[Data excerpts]
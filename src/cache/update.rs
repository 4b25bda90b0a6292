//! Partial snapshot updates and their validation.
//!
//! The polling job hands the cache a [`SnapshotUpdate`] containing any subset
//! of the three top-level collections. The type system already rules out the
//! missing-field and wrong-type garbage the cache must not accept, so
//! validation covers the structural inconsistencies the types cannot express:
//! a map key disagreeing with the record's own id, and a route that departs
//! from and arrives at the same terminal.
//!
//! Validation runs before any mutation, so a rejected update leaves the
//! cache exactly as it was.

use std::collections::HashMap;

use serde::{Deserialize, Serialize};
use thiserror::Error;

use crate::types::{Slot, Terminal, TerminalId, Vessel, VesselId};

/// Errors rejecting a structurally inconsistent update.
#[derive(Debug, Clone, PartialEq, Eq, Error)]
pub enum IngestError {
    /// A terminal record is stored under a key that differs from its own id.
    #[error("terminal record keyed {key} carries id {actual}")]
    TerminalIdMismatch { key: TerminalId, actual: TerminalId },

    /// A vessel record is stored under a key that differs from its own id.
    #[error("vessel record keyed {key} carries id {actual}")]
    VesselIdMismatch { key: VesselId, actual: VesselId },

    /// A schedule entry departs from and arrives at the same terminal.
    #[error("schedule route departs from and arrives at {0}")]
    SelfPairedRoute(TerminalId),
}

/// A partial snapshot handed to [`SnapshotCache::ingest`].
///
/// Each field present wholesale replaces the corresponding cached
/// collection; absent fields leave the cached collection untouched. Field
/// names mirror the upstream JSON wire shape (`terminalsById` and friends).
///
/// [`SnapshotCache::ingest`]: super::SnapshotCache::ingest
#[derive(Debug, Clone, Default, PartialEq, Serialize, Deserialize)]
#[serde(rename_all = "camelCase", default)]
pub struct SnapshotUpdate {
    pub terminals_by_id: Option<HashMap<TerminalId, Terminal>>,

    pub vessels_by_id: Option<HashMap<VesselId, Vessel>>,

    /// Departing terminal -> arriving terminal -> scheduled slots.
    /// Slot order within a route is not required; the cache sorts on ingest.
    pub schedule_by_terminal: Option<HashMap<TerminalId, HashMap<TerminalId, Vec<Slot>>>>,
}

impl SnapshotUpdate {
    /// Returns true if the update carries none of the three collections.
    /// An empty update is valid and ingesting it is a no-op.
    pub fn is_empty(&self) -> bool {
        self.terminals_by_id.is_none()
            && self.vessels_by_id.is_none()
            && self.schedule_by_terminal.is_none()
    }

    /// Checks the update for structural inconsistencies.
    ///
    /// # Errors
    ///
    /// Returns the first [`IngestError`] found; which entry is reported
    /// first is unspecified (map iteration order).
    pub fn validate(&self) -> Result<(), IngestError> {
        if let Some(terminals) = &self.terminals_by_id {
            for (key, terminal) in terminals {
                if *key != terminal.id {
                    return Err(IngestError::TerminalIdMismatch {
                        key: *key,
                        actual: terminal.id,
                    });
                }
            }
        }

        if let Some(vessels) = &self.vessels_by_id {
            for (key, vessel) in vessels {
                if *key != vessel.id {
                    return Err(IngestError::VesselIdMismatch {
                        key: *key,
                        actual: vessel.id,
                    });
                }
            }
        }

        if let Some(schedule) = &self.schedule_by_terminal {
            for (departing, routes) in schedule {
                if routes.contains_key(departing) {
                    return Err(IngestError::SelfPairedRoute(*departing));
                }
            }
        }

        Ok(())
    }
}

==

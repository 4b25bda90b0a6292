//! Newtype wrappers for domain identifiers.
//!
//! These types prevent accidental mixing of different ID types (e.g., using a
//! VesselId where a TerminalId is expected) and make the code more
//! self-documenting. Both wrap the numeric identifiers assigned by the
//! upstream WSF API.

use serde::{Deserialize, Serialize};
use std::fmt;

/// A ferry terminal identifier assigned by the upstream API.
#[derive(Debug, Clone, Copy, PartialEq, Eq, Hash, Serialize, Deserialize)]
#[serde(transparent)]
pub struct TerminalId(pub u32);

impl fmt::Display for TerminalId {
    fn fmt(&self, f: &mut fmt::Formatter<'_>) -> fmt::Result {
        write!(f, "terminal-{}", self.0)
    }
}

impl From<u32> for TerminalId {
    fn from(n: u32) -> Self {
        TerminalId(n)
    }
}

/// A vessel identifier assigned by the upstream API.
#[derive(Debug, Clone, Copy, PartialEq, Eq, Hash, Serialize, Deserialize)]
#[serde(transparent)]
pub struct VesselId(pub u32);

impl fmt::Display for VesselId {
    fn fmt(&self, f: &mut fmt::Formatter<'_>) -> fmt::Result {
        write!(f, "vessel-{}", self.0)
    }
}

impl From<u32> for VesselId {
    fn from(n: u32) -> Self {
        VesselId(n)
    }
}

:: Required work ::
If a line contains the word "carries", it counts; please state how many such lines the records above have, and nothing more.

:: Task output ::
3